──────── RECORDS FOR THIS EXERCISE ────────

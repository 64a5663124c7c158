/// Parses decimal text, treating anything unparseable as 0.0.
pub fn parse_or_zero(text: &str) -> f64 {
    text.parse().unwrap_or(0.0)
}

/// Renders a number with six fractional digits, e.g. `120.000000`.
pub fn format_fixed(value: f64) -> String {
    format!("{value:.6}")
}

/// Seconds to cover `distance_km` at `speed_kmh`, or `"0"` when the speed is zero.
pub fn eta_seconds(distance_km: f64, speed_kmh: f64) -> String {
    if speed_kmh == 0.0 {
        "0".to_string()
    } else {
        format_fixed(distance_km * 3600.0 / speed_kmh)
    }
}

────────

* EXERCISE AIM:
Output the line bearing "pub fn format_fixed(value: f64)" along with all the lines after it through the end of the entries, exactly, and no other lines.

* TASK ANSWER:
pub fn format_fixed(value: f64) -> String {
    format!("{value:.6}")
}

/// Seconds to cover `distance_km` at `speed_kmh`, or `"0"` when the speed is zero.
pub fn eta_seconds(distance_km: f64, speed_kmh: f64) -> String {
    if speed_kmh == 0.0 {
        "0".to_string()
    } else {
        format_fixed(distance_km * 3600.0 / speed_kmh)
    }
}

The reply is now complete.